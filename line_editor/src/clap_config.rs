// Copyright (c) 2024-2025 R3BL LLC. Licensed under Apache License, Version 2.0.

use crate::{DEFAULT_PROMPT, EditorConfig, TracingConfig};
use clap::{Args, Parser};
use tracing_core::LevelFilter;

pub const DEFAULT_ADDR: &str = "127.0.0.1:3000";

#[derive(Debug, Parser)]
#[command(bin_name = "line_editor")]
#[command(about = "Edit one line at a time and send each committed line to a peer")]
#[command(version)]
#[command(next_line_help = true)]
/// More info: <https://docs.rs/clap/latest/clap/_derive/#overview>
pub struct CLIArg {
    #[arg(
        long,
        short = 'a',
        default_value = DEFAULT_ADDR,
        help = "Address of the peer that receives committed lines, as host:port"
    )]
    pub addr: String,

    #[arg(long, short = 'p', default_value = DEFAULT_PROMPT, help = "Prompt shown before the input")]
    pub prompt: String,

    #[arg(
        long,
        value_name = "COUNT",
        help = "Keep at most this many history entries; unbounded when omitted or 0"
    )]
    pub history_max: Option<usize>,

    #[command(flatten)]
    pub global_options: GlobalOption,
}

#[derive(Debug, Args)]
pub struct GlobalOption {
    #[arg(
        global = true,
        long,
        short = 'l',
        help = "Log app output to a file for debugging"
    )]
    pub enable_logging: bool,

    #[arg(
        global = true,
        long,
        value_name = "PATH",
        help = "Log file to use with --enable-logging"
    )]
    pub log_file: Option<String>,
}

impl CLIArg {
    #[must_use]
    pub fn editor_config(&self) -> EditorConfig {
        EditorConfig::default()
            .with_prompt(self.prompt.clone())
            .with_history_max(self.history_max)
    }

    /// `None` unless logging was asked for. The terminal is in raw mode, so logs only
    /// ever go to a file.
    #[must_use]
    pub fn tracing_config(&self) -> Option<TracingConfig> {
        self.global_options.enable_logging.then(|| {
            TracingConfig::new_file(self.global_options.log_file.clone(), LevelFilter::DEBUG)
        })
    }
}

▶ **TO DO**
Every line containing the word "EditorConfig" should be copied from the material.

▶ **ANSWER TO THIS PROBLEM**
use crate::{DEFAULT_PROMPT, EditorConfig, TracingConfig};
    pub fn editor_config(&self) -> EditorConfig {
        EditorConfig::default()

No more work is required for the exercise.